The factoextra package also provides the fviz_dend() function to visualize the clustering created:

Code
complete_plot1 <- hc.complete %>% fviz_dend(main = "Complete Linkage", k = 2)
average_plot1 <- hc.average %>% fviz_dend(main = "Average Linkage", k = 2)
single_plot1 <- hc.single %>% fviz_dend(main = "Single Linkage", k = 2)

Figure 3.7: Dendogram: Hierarchical Clustering (K=2)

3.3.1 Number of Clusters

We can color according to k = 4 clusters and we get the following separations:

Code
complete_plot1 <- hc.complete %>% fviz_dend(main = "Complete Linkage", k = 4)
average_plot1 <- hc.average %>% fviz_dend(main = "Average Linkage", k = 4)
single_plot1 <- hc.single %>% fviz_dend(main = "Single Linkage", k = 4)
ggarrange(complete_plot1, average_plot1, single_plot1, ncol = 2, nrow = 2)

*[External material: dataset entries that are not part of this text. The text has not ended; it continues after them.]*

// Copyright (c) AlphaVelocity.
// All rights reserved.
//
// This source code is licensed under the license found in the
// LICENSE file in the root directory of this source tree.

use crate::api::ApiClient;
use crate::utils::{get_server_url, parse_decimal, pretty_table};
use anyhow::Result;
use rusqlite::Connection;
use rust_decimal::Decimal;

pub fn handle(conn: &Connection) -> Result<()> {
    let mut rows = Vec::new();

    // 1) Server reachability
    let url = get_server_url(conn)?;
    match ApiClient::new(&url).and_then(|api| Ok(api.list_portfolios()?)) {
        Ok(portfolios) => println!("Server {} reachable ({} portfolios)", url, portfolios.len()),
        Err(e) => rows.push(vec!["server_unreachable".into(), format!("{}: {}", url, e)]),
    }

    // 2) Cached fee schedules must parse and be non-negative
    let mut stmt = conn.prepare(
        "SELECT broker, brokerage, gst, stt, stamp_duty, exchange_charges, sebi_charges
         FROM fee_schedules ORDER BY broker",
    )?;
    let mut cur = stmt.query([])?;
    while let Some(r) = cur.next()? {
        let broker: String = r.get(0)?;
        for (idx, field) in [
            (1usize, "brokerage"),
            (2, "gst"),
            (3, "stt"),
            (4, "stamp_duty"),
            (5, "exchange_charges"),
            (6, "sebi_charges"),
        ] {
            let raw: String = r.get(idx)?;
            match parse_decimal(&raw) {
                Ok(rate) if rate >= Decimal::ZERO => {}
                _ => rows.push(vec![
                    "bad_fee_schedule".into(),
                    format!("{} {}='{}'", broker, field, raw),
                ]),
            }
        }
    }

    // 3) Journaled amounts must still parse
    let mut stmt2 =
        conn.prepare("SELECT id, quantity, price, net_amount FROM submissions ORDER BY id")?;
    let mut cur2 = stmt2.query([])?;
    while let Some(r) = cur2.next()? {
        let id: i64 = r.get(0)?;
        for (idx, field) in [(1usize, "quantity"), (2, "price"), (3, "net_amount")] {
            let raw: String = r.get(idx)?;
            if parse_decimal(&raw).is_err() {
                rows.push(vec![
                    "bad_submission".into(),
                    format!("id {} {}='{}'", id, field, raw),
                ]);
            }
        }
    }

    if rows.is_empty() {
        println!("✅ doctor: no issues found");
    } else {
        println!("{}", pretty_table(&["Issue", "Detail"], rows));
    }
    Ok(())
}
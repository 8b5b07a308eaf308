// Copyright (c) 2025 Soumyadip Sarkar.
// All rights reserved.
//
// This source code is licensed under the license found in the
// LICENSE file in the root directory of this source tree.

use anyhow::{Context, Result};
use comfy_table::{presets::UTF8_FULL, Cell, Table};
use rusqlite::{params, Connection, OptionalExtension};
use rust_decimal::Decimal;

const UA: &str = concat!(
    "tradeclip/",
    env!("CARGO_PKG_VERSION"),
    " (+https://github.com/alphavelocity/tradeclip)"
);

pub const DEFAULT_SERVER_URL: &str = "http://127.0.0.1:8000";

pub fn http_client() -> Result<reqwest::blocking::Client> {
    let c = reqwest::blocking::Client::builder()
        .timeout(std::time::Duration::from_secs(15))
        .user_agent(UA)
        .build()?;
    Ok(c)
}

pub fn parse_decimal(s: &str) -> Result<Decimal> {
    s.parse::<Decimal>()
        .with_context(|| format!("Invalid decimal '{}'", s))
}

/// Format a money amount for display, 2 decimal places.
pub fn fmt_amount(d: &Decimal) -> String {
    format!("{:.2}", d.round_dp(2))
}

pub fn pretty_table(headers: &[&str], rows: Vec<Vec<String>>) -> Table {
    let mut t = Table::new();
    t.load_preset(UTF8_FULL);
    t.set_header(headers.iter().map(|h| Cell::new(*h)));
    for r in rows {
        t.add_row(r.into_iter().map(Cell::new));
    }
    t
}

pub fn maybe_print_json<T: serde::Serialize>(
    json_flag: bool,
    jsonl_flag: bool,
    v: &T,
) -> Result<bool> {
    if json_flag {
        println!("{}", serde_json::to_string_pretty(v)?);
        return Ok(true);
    }
    if jsonl_flag {
        // If v is an array, stream each element; else stream single line
        let val = serde_json::to_value(v)?;
        if let Some(arr) = val.as_array() {
            for item in arr {
                println!("{}", serde_json::to_string(item)?);
            }
        } else {
            println!("{}", serde_json::to_string(&val)?);
        }
        return Ok(true);
    }
    Ok(false)
}

// Server and default-portfolio settings

pub fn get_server_url(conn: &Connection) -> Result<String> {
    let v: Option<String> = conn
        .query_row(
            "SELECT value FROM settings WHERE key='server_url'",
            [],
            |r| r.get(0),
        )
        .optional()?;
    Ok(v.unwrap_or_else(|| DEFAULT_SERVER_URL.to_string()))
}

pub fn set_server_url(conn: &Connection, url: &str) -> Result<()> {
    conn.execute(
        "INSERT INTO settings(key, value) VALUES('server_url', ?1)
         ON CONFLICT(key) DO UPDATE SET value=excluded.value",
        params![url],
    )?;
    Ok(())
}

pub fn get_default_portfolio(conn: &Connection) -> Result<Option<String>> {
    let v: Option<String> = conn
        .query_row(
            "SELECT value FROM settings WHERE key='default_portfolio'",
            [],
            |r| r.get(0),
        )
        .optional()?;
    Ok(v)
}

pub fn set_default_portfolio(conn: &Connection, id: &str) -> Result<()> {
    conn.execute(
        "INSERT INTO settings(key, value) VALUES('default_portfolio', ?1)
         ON CONFLICT(key) DO UPDATE SET value=excluded.value",
        params![id],
    )?;
    Ok(())
}
// Copyright (c) 2025 Soumyadip Sarkar.
// All rights reserved.
//
// This source code is licensed under the license found in the
// LICENSE file in the root directory of this source tree.

use crate::api::ApiClient;
use crate::commands::stocks;
use crate::models::{Holding, NewPortfolio, Portfolio};
use crate::utils::{
    fmt_amount, get_server_url, maybe_print_json, pretty_table, set_default_portfolio,
};
use crate::validate;
use anyhow::{anyhow, Context, Result};
use chrono::{Local, NaiveDate};
use rusqlite::Connection;
use rust_decimal::Decimal;

pub fn handle(conn: &Connection, m: &clap::ArgMatches) -> Result<()> {
    match m.subcommand() {
        Some(("create", sub)) => create(conn, sub)?,
        Some(("list", sub)) => list(conn, sub)?,
        Some(("show", sub)) => show(conn, sub)?,
        Some(("set-default", sub)) => {
            let id = sub.get_one::<String>("ID").unwrap().trim();
            set_default_portfolio(conn, id)?;
            println!("Default portfolio set to {}", id);
        }
        _ => {}
    }
    Ok(())
}

/// A `--holding SYMBOL:QTY:PRICE:DATE` argument, parsed and validated but
/// with the symbol not yet resolved against the stock master.
#[derive(Debug, Clone, PartialEq)]
struct HoldingSpec {
    symbol: String,
    quantity: Decimal,
    purchase_price: Decimal,
    purchase_date: NaiveDate,
}

fn parse_holding_spec(spec: &str, today: NaiveDate) -> Result<HoldingSpec> {
    let parts: Vec<&str> = spec.splitn(4, ':').collect();
    if parts.len() != 4 {
        return Err(anyhow!(
            "Invalid holding '{}', expected SYMBOL:QTY:PRICE:DATE",
            spec
        ));
    }
    let symbol = parts[0].trim().to_uppercase();
    if symbol.is_empty() {
        return Err(anyhow!("Invalid holding '{}': empty symbol", spec));
    }
    let quantity = validate::quantity(parts[1])?;
    let purchase_price = validate::price(parts[2])?;
    let purchase_date = validate::trade_date(parts[3], today)?;
    Ok(HoldingSpec {
        symbol,
        quantity,
        purchase_price,
        purchase_date,
    })
}

fn create(conn: &Connection, sub: &clap::ArgMatches) -> Result<()> {
    let name = validate::portfolio_name(sub.get_one::<String>("name").unwrap())?;
    let currency = sub.get_one::<String>("currency").unwrap().trim().to_uppercase();
    let today = Local::now().date_naive();

    let specs: Vec<HoldingSpec> = match sub.get_many::<String>("holding") {
        Some(values) => values
            .map(|s| parse_holding_spec(s, today))
            .collect::<Result<_>>()?,
        None => Vec::new(),
    };

    let api = ApiClient::new(&get_server_url(conn)?)?;
    let mut holdings = Vec::with_capacity(specs.len());
    for spec in specs {
        let stock = stocks::resolve(&api, &spec.symbol)
            .with_context(|| format!("Resolving holding '{}'", spec.symbol))?;
        holdings.push(Holding {
            stock_id: stock.id,
            stock_name: stock.name,
            quantity: spec.quantity,
            purchase_price: spec.purchase_price,
            purchase_date: spec.purchase_date,
        });
    }

    let created = api.create_portfolio(&NewPortfolio {
        name,
        base_currency: currency,
        holdings,
    })?;
    match created.id.as_deref() {
        Some(id) => println!(
            "Created portfolio '{}' ({}) with id {}",
            created.name, created.base_currency, id
        ),
        None => println!("Created portfolio '{}' ({})", created.name, created.base_currency),
    }
    Ok(())
}

fn list(conn: &Connection, sub: &clap::ArgMatches) -> Result<()> {
    let api = ApiClient::new(&get_server_url(conn)?)?;
    let portfolios = api.list_portfolios()?;
    if maybe_print_json(sub.get_flag("json"), sub.get_flag("jsonl"), &portfolios)? {
        return Ok(());
    }
    let rows = portfolios
        .into_iter()
        .map(|p| {
            vec![
                p.id.unwrap_or_default(),
                p.name,
                p.base_currency,
                p.holdings.len().to_string(),
            ]
        })
        .collect();
    println!("{}", pretty_table(&["Id", "Name", "CCY", "Holdings"], rows));
    Ok(())
}

fn show(conn: &Connection, sub: &clap::ArgMatches) -> Result<()> {
    let id = sub.get_one::<String>("ID").unwrap().trim();
    let api = ApiClient::new(&get_server_url(conn)?)?;
    let portfolio: Portfolio = api.get_portfolio(id)?;
    if maybe_print_json(sub.get_flag("json"), sub.get_flag("jsonl"), &portfolio)? {
        return Ok(());
    }
    println!("{} ({})", portfolio.name, portfolio.base_currency);
    if portfolio.holdings.is_empty() {
        println!("No holdings");
        return Ok(());
    }
    let rows = portfolio
        .holdings
        .iter()
        .map(|h| {
            vec![
                h.stock_name.clone(),
                format!("{}", h.quantity),
                fmt_amount(&h.purchase_price),
                h.purchase_date.to_string(),
            ]
        })
        .collect();
    println!(
        "{}",
        pretty_table(&["Stock", "Qty", "Buy Price", "Date"], rows)
    );
    Ok(())
}

#[cfg(test)]
mod tests {
    use super::*;
    use std::str::FromStr;

    fn today() -> NaiveDate {
        NaiveDate::from_ymd_opt(2025, 8, 1).unwrap()
    }

    #[test]
    fn holding_spec_parses_and_uppercases_symbol() {
        let spec = parse_holding_spec(" infy :10:1500.50:2025-07-01", today()).unwrap();
        assert_eq!(spec.symbol, "INFY");
        assert_eq!(spec.quantity, Decimal::from_str("10").unwrap());
        assert_eq!(spec.purchase_price, Decimal::from_str("1500.50").unwrap());
        assert_eq!(
            spec.purchase_date,
            NaiveDate::from_ymd_opt(2025, 7, 1).unwrap()
        );
    }

    #[test]
    fn holding_spec_rejects_wrong_shape() {
        let err = parse_holding_spec("INFY:10:1500.50", today()).unwrap_err();
        assert!(err.to_string().contains("expected SYMBOL:QTY:PRICE:DATE"));
    }

    #[test]
    fn holding_spec_rejects_zero_quantity() {
        assert!(parse_holding_spec("INFY:0:1500:2025-07-01", today()).is_err());
    }

    #[test]
    fn holding_spec_rejects_future_date() {
        assert!(parse_holding_spec("INFY:10:1500:2025-08-02", today()).is_err());
    }
}
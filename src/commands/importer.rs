// Copyright (c) 2025 Soumyadip Sarkar.
// All rights reserved.
//
// This source code is licensed under the license found in the
// LICENSE file in the root directory of this source tree.

use crate::api::ApiClient;
use crate::charges::{self, TradeInput};
use crate::commands::{brokers, stocks, transactions};
use crate::models::{BrokerRef, NewTransaction, Side, StockMatch};
use crate::utils::{fmt_amount, get_default_portfolio, get_server_url};
use crate::validate;
use anyhow::{anyhow, Context, Result};
use chrono::{Local, NaiveDate};
use csv::ReaderBuilder;
use rusqlite::Connection;
use rust_decimal::Decimal;
use std::collections::HashMap;

pub fn handle(conn: &mut Connection, m: &clap::ArgMatches) -> Result<()> {
    match m.subcommand() {
        Some(("transactions", sub)) => import_transactions(conn, sub),
        _ => Ok(()),
    }
}

// CSV columns: date,symbol,side,quantity,price,broker,broker_txn_id,notes
struct ImportRow {
    date: NaiveDate,
    symbol: String,
    side: Side,
    quantity: Decimal,
    price: Decimal,
    broker: String,
    broker_txn_id: String,
    notes: String,
}

fn import_transactions(conn: &mut Connection, sub: &clap::ArgMatches) -> Result<()> {
    let path = sub.get_one::<String>("path").unwrap().trim();
    let dry_run = sub.get_flag("dry-run");
    let today = Local::now().date_naive();

    let mut rdr = ReaderBuilder::new()
        .has_headers(true)
        .flexible(true)
        .from_path(path)
        .with_context(|| format!("Open CSV {}", path))?;

    // Validate every row before submitting anything.
    let mut parsed = Vec::new();
    for (idx, result) in rdr.records().enumerate() {
        let rec = result?;
        let line = idx + 2; // header is line 1
        let date_raw = rec.get(0).context("date missing")?.trim();
        let symbol = rec.get(1).context("symbol missing")?.trim().to_uppercase();
        let side_raw = rec.get(2).context("side missing")?.trim();
        let qty_raw = rec.get(3).context("quantity missing")?;
        let price_raw = rec.get(4).context("price missing")?;
        let broker = rec.get(5).context("broker missing")?.trim().to_string();
        let broker_txn_id = rec.get(6).unwrap_or("").trim().to_string();
        let notes = rec.get(7).unwrap_or("").trim().to_string();

        if symbol.is_empty() {
            return Err(anyhow!("Line {}: empty symbol", line));
        }
        if broker.is_empty() {
            return Err(anyhow!("Line {}: empty broker", line));
        }
        let side = Side::parse(side_raw)
            .ok_or_else(|| anyhow!("Line {}: side must be BUY or SELL, got '{}'", line, side_raw))?;
        let date = validate::trade_date(date_raw, today)
            .with_context(|| format!("Line {}", line))?;
        let quantity =
            validate::quantity(qty_raw).with_context(|| format!("Line {} ({})", line, symbol))?;
        let price =
            validate::price(price_raw).with_context(|| format!("Line {} ({})", line, symbol))?;

        parsed.push(ImportRow {
            date,
            symbol,
            side,
            quantity,
            price,
            broker,
            broker_txn_id,
            notes,
        });
    }

    if parsed.is_empty() {
        println!("No rows in {}", path);
        return Ok(());
    }
    if dry_run {
        println!("Validated {} rows from {} (dry run)", parsed.len(), path);
        return Ok(());
    }

    let portfolio_id = match sub.get_one::<String>("portfolio") {
        Some(id) => id.trim().to_string(),
        None => get_default_portfolio(conn)?
            .ok_or_else(|| anyhow!("No --portfolio given and no default set"))?,
    };

    let api = ApiClient::new(&get_server_url(conn)?)?;
    let mut stock_cache: HashMap<String, StockMatch> = HashMap::new();
    let mut submitted = 0usize;

    for row in parsed {
        let stock = match stock_cache.get(&row.symbol) {
            Some(hit) => hit.clone(),
            None => {
                let resolved = stocks::resolve(&api, &row.symbol)?;
                stock_cache.insert(row.symbol.clone(), resolved.clone());
                resolved
            }
        };
        let fees = brokers::schedule_for(conn, &row.broker)?;
        let input = TradeInput {
            quantity: row.quantity,
            price: row.price,
            side: row.side,
        };
        let breakdown = charges::breakdown(&input, &fees).rounded();

        let txn = NewTransaction {
            portfolio_id: portfolio_id.clone(),
            stock_id: stock.id,
            transaction_type: row.side,
            quantity: row.quantity,
            price: row.price,
            date: row.date,
            broker: BrokerRef {
                name: row.broker,
                transaction_id: row.broker_txn_id,
            },
            charges: breakdown.charges.clone(),
            notes: row.notes,
        };
        api.submit_transaction(&txn)
            .with_context(|| format!("Submitting {} {}", row.symbol, row.date))?;
        transactions::record_submission(conn, &txn, &row.symbol, &breakdown)?;
        submitted += 1;
        println!(
            "{} {} x {} @ {} (net {})",
            txn.transaction_type,
            txn.quantity,
            row.symbol,
            txn.price,
            fmt_amount(&breakdown.net_amount)
        );
    }

    println!("Submitted {} transactions from {}", submitted, path);
    Ok(())
}
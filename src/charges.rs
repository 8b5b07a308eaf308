// Copyright (c) 2025 Soumyadip Sarkar.
// All rights reserved.
//
// This source code is licensed under the license found in the
// LICENSE file in the root directory of this source tree.

use rust_decimal::Decimal;

use crate::models::{ChargeAmounts, FeeSchedule, Side};

/// Validated trade input. Construction goes through `validate`, so quantity
/// and price are positive by the time a value of this type exists.
#[derive(Debug, Clone, Copy, PartialEq)]
pub struct TradeInput {
    pub quantity: Decimal,
    pub price: Decimal,
    pub side: Side,
}

impl TradeInput {
    /// Gross trade value before any charges.
    pub fn notional(&self) -> Decimal {
        self.quantity * self.price
    }
}

#[derive(Debug, Clone, PartialEq)]
pub struct ChargeBreakdown {
    pub notional: Decimal,
    pub charges: ChargeAmounts,
    pub total_charges: Decimal,
    pub net_amount: Decimal,
}

impl ChargeBreakdown {
    /// Round every amount to 2 decimal places (half-even). Computation keeps
    /// full precision; rounding happens once, at the display/wire edge.
    pub fn rounded(&self) -> ChargeBreakdown {
        ChargeBreakdown {
            notional: self.notional.round_dp(2),
            charges: ChargeAmounts {
                brokerage: self.charges.brokerage.round_dp(2),
                gst: self.charges.gst.round_dp(2),
                stt: self.charges.stt.round_dp(2),
                stamp_duty: self.charges.stamp_duty.round_dp(2),
                exchange_charges: self.charges.exchange_charges.round_dp(2),
                sebi_charges: self.charges.sebi_charges.round_dp(2),
            },
            total_charges: self.total_charges.round_dp(2),
            net_amount: self.net_amount.round_dp(2),
        }
    }
}

/// A quote for a trade. The breakdown is present only when a fee schedule
/// was available; without one the quote degrades to notional value alone.
#[derive(Debug, Clone, PartialEq)]
pub struct TradeQuote {
    pub notional: Decimal,
    pub breakdown: Option<ChargeBreakdown>,
}

pub fn quote(input: &TradeInput, fees: Option<&FeeSchedule>) -> TradeQuote {
    TradeQuote {
        notional: input.notional(),
        breakdown: fees.map(|f| breakdown(input, f)),
    }
}

/// Itemize a trade's charges against a broker's fee schedule.
///
/// GST is levied on the brokerage fee; every other component is a fraction
/// of notional value. Net amount is notional plus total charges for a buy
/// and notional minus total charges for a sell.
pub fn breakdown(input: &TradeInput, fees: &FeeSchedule) -> ChargeBreakdown {
    let notional = input.notional();
    let brokerage = notional * fees.brokerage;
    let gst = brokerage * fees.gst;
    let stt = notional * fees.stt;
    let stamp_duty = notional * fees.stamp_duty;
    let exchange_charges = notional * fees.exchange_charges;
    let sebi_charges = notional * fees.sebi_charges;

    let total_charges = brokerage + gst + stt + stamp_duty + exchange_charges + sebi_charges;
    let net_amount = match input.side {
        Side::Buy => notional + total_charges,
        Side::Sell => notional - total_charges,
    };

    ChargeBreakdown {
        notional,
        charges: ChargeAmounts {
            brokerage,
            gst,
            stt,
            stamp_duty,
            exchange_charges,
            sebi_charges,
        },
        total_charges,
        net_amount,
    }
}
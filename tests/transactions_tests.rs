// Copyright (c) 2025 Soumyadip Sarkar.
// All rights reserved.
//
// This source code is licensed under the license found in the
// LICENSE file in the root directory of this source tree.

use chrono::NaiveDate;
use rusqlite::Connection;
use rust_decimal::Decimal;
use std::str::FromStr;
use tradeclip::charges::{self, TradeInput};
use tradeclip::commands::{brokers, transactions};
use tradeclip::models::{BrokerRef, FeeSchedule, NewTransaction, Side};
use tradeclip::{cli, commands};

fn setup() -> Connection {
    let conn = Connection::open_in_memory().unwrap();
    conn.execute_batch(
        r#"
        CREATE TABLE settings(key TEXT PRIMARY KEY, value TEXT NOT NULL);
        CREATE TABLE fee_schedules(
            broker TEXT PRIMARY KEY,
            brokerage TEXT NOT NULL,
            gst TEXT NOT NULL,
            stt TEXT NOT NULL,
            stamp_duty TEXT NOT NULL,
            exchange_charges TEXT NOT NULL,
            sebi_charges TEXT NOT NULL,
            fetched_at TEXT NOT NULL DEFAULT (datetime('now'))
        );
        CREATE TABLE submissions(
            id INTEGER PRIMARY KEY AUTOINCREMENT,
            date TEXT NOT NULL,
            portfolio_id TEXT NOT NULL,
            stock_id TEXT NOT NULL,
            symbol TEXT NOT NULL,
            side TEXT NOT NULL,
            quantity TEXT NOT NULL,
            price TEXT NOT NULL,
            net_amount TEXT NOT NULL,
            broker TEXT NOT NULL,
            broker_txn_id TEXT,
            notes TEXT,
            created_at TEXT NOT NULL DEFAULT (datetime('now'))
        );
        "#,
    )
    .unwrap();
    conn
}

fn d(s: &str) -> Decimal {
    Decimal::from_str(s).unwrap()
}

fn seed_broker(conn: &Connection, name: &str) {
    brokers::cache_schedule(
        conn,
        name,
        &FeeSchedule {
            brokerage: d("0.001"),
            gst: d("0.18"),
            stt: d("0.001"),
            stamp_duty: d("0.00015"),
            exchange_charges: d("0.0000345"),
            sebi_charges: d("0.000001"),
        },
    )
    .unwrap();
}

fn tx_matches(args: &[&str]) -> clap::ArgMatches {
    let mut full = vec!["tradeclip", "tx"];
    full.extend_from_slice(args);
    let matches = cli::build_cli().get_matches_from(full);
    let Some(("tx", sub)) = matches.subcommand() else {
        panic!("no tx subcommand");
    };
    sub.clone()
}

#[test]
fn dry_run_quotes_without_submitting() {
    let mut conn = setup();
    seed_broker(&conn, "zerodha");
    let sub = tx_matches(&[
        "add",
        "--portfolio",
        "pf-1",
        "--stock-id",
        "stk-42",
        "--side",
        "BUY",
        "--quantity",
        "10",
        "--price",
        "100",
        "--date",
        "2025-01-15",
        "--broker",
        "zerodha",
        "--dry-run",
    ]);
    commands::transactions::handle(&mut conn, &sub).unwrap();

    let count: i64 = conn
        .query_row("SELECT COUNT(*) FROM submissions", [], |r| r.get(0))
        .unwrap();
    assert_eq!(count, 0);
}

#[test]
fn add_rejects_zero_quantity() {
    let mut conn = setup();
    seed_broker(&conn, "zerodha");
    let sub = tx_matches(&[
        "add",
        "--portfolio",
        "pf-1",
        "--stock-id",
        "stk-42",
        "--side",
        "BUY",
        "--quantity",
        "0",
        "--price",
        "100",
        "--date",
        "2025-01-15",
        "--broker",
        "zerodha",
        "--dry-run",
    ]);
    let err = commands::transactions::handle(&mut conn, &sub).unwrap_err();
    assert!(err.to_string().contains("quantity must be at least 0.01"));
}

#[test]
fn add_rejects_future_date() {
    let mut conn = setup();
    seed_broker(&conn, "zerodha");
    let sub = tx_matches(&[
        "add",
        "--portfolio",
        "pf-1",
        "--stock-id",
        "stk-42",
        "--side",
        "BUY",
        "--quantity",
        "10",
        "--price",
        "100",
        "--date",
        "2999-01-01",
        "--broker",
        "zerodha",
        "--dry-run",
    ]);
    let err = commands::transactions::handle(&mut conn, &sub).unwrap_err();
    assert!(err.to_string().contains("is in the future"));
}

#[test]
fn add_rejects_unknown_side() {
    let mut conn = setup();
    seed_broker(&conn, "zerodha");
    let sub = tx_matches(&[
        "add",
        "--portfolio",
        "pf-1",
        "--stock-id",
        "stk-42",
        "--side",
        "HOLD",
        "--quantity",
        "10",
        "--price",
        "100",
        "--date",
        "2025-01-15",
        "--broker",
        "zerodha",
        "--dry-run",
    ]);
    let err = commands::transactions::handle(&mut conn, &sub).unwrap_err();
    assert!(err.to_string().contains("Side must be BUY or SELL"));
}

#[test]
fn preview_without_broker_needs_no_schedule() {
    let mut conn = setup();
    let sub = tx_matches(&["preview", "--quantity", "10", "--price", "100", "--side", "SELL"]);
    commands::transactions::handle(&mut conn, &sub).unwrap();
}

#[test]
fn history_orders_newest_first_and_honors_limit() {
    let mut conn = setup();

    let fees = FeeSchedule {
        brokerage: d("0.001"),
        gst: d("0.18"),
        stt: d("0.001"),
        stamp_duty: d("0.00015"),
        exchange_charges: d("0.0000345"),
        sebi_charges: d("0.000001"),
    };
    for (date, symbol, qty) in [
        ("2025-01-10", "INFY", "10"),
        ("2025-03-20", "TCS", "5"),
    ] {
        let input = TradeInput {
            quantity: d(qty),
            price: d("100"),
            side: Side::Buy,
        };
        let breakdown = charges::breakdown(&input, &fees).rounded();
        let txn = NewTransaction {
            portfolio_id: "pf-1".into(),
            stock_id: format!("stk-{}", symbol),
            transaction_type: Side::Buy,
            quantity: input.quantity,
            price: input.price,
            date: NaiveDate::parse_from_str(date, "%Y-%m-%d").unwrap(),
            broker: BrokerRef {
                name: "zerodha".into(),
                transaction_id: String::new(),
            },
            charges: breakdown.charges.clone(),
            notes: String::new(),
        };
        transactions::record_submission(&conn, &txn, symbol, &breakdown).unwrap();
    }

    let rows = transactions::query_rows(&conn, None).unwrap();
    assert_eq!(rows.len(), 2);
    assert_eq!(rows[0].symbol, "TCS");
    assert_eq!(rows[1].symbol, "INFY");

    let limited = transactions::query_rows(&conn, Some(1)).unwrap();
    assert_eq!(limited.len(), 1);
    assert_eq!(limited[0].symbol, "TCS");

    // And through the CLI path.
    let sub = tx_matches(&["history", "--limit", "1"]);
    commands::transactions::handle(&mut conn, &sub).unwrap();
}
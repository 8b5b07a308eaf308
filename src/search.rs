// Copyright (c) 2025 Soumyadip Sarkar.
// All rights reserved.
//
// This source code is licensed under the license found in the
// LICENSE file in the root directory of this source tree.

use std::time::{Duration, Instant};

/// Queries shorter than this never hit the network.
pub const MIN_QUERY_LEN: usize = 2;

/// Quiet period a query must survive before a request fires.
pub const SETTLE: Duration = Duration::from_millis(300);

/// A search request that is due to be sent. The generation number ties any
/// eventual response back to this request; see [`SearchDebouncer::is_current`].
#[derive(Debug, Clone, PartialEq, Eq)]
pub struct SearchRequest {
    pub query: String,
    pub generation: u64,
}

#[derive(Debug, Clone)]
struct Pending {
    query: String,
    at: Instant,
}

/// Debounce policy for search-as-you-type, decoupled from any clock or I/O.
///
/// Callers feed keystrokes with their timestamps and poll [`due`] with "now";
/// a request fires only after [`SETTLE`] of quiescence, at most once per
/// settled query. Each fired request carries a generation number, and a
/// response should be applied only while its generation is still current,
/// which discards out-of-order responses for superseded queries.
///
/// [`due`]: SearchDebouncer::due
#[derive(Debug)]
pub struct SearchDebouncer {
    pending: Option<Pending>,
    generation: u64,
}

impl SearchDebouncer {
    pub fn new() -> Self {
        SearchDebouncer {
            pending: None,
            generation: 0,
        }
    }

    /// Record a keystroke. The new query supersedes any pending one and the
    /// settle timer restarts. Queries shorter than [`MIN_QUERY_LEN`] clear
    /// the pending request and invalidate whatever is in flight.
    pub fn keystroke(&mut self, query: &str, at: Instant) {
        let query = query.trim();
        if query.chars().count() < MIN_QUERY_LEN {
            self.pending = None;
            self.generation += 1;
            return;
        }
        self.pending = Some(Pending {
            query: query.to_string(),
            at,
        });
    }

    /// Fire the pending request if it has settled. Returns at most one
    /// request per settled query; the pending slot is consumed.
    pub fn due(&mut self, now: Instant) -> Option<SearchRequest> {
        let settled = self
            .pending
            .as_ref()
            .is_some_and(|p| now.duration_since(p.at) >= SETTLE);
        if !settled {
            return None;
        }
        let pending = self.pending.take()?;
        self.generation += 1;
        Some(SearchRequest {
            query: pending.query,
            generation: self.generation,
        })
    }

    /// Time left until the pending query settles, if any. Useful as a poll
    /// timeout for event loops.
    pub fn time_to_due(&self, now: Instant) -> Option<Duration> {
        self.pending
            .as_ref()
            .map(|p| SETTLE.saturating_sub(now.duration_since(p.at)))
    }

    /// Whether a response for the given generation may still be applied.
    /// False once a newer request has fired or the query was cleared.
    pub fn is_current(&self, generation: u64) -> bool {
        generation == self.generation
    }
}

impl Default for SearchDebouncer {
    fn default() -> Self {
        Self::new()
    }
}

Figure 3.8: Dendogram: Hierarchical Clustering (K=4)

3.3.2 Scaling the Data

If we don’t know the importance of the different predictors in data set it could be beneficial to scale the data such that each variable has the same influence. We will use a recipe and workflow to do this.

xsc <- scale(data)

hc.xsc.complete <- hclust(dist(xsc), method = "complete")
hc.xsc.average <- hclust(dist(xsc), method = "average")
hc.xsc.single <- hclust(dist(xsc), method = "single")

complete_plot1 <- hc.xsc.complete %>% fviz_dend(main = "Complete Linkage", k = 2)
average_plot1 <- hc.xsc.average %>% fviz_dend(main = "Average Linkage", k = 2)
single_plot1 <- hc.xsc.single %>% fviz_dend(main = "Single Linkage", k = 2)

Figure 3.9 report the results after scaling our covariates:

Code
ggarrange(complete_plot1, average_plot1, single_plot1, ncol = 2, nrow = 2)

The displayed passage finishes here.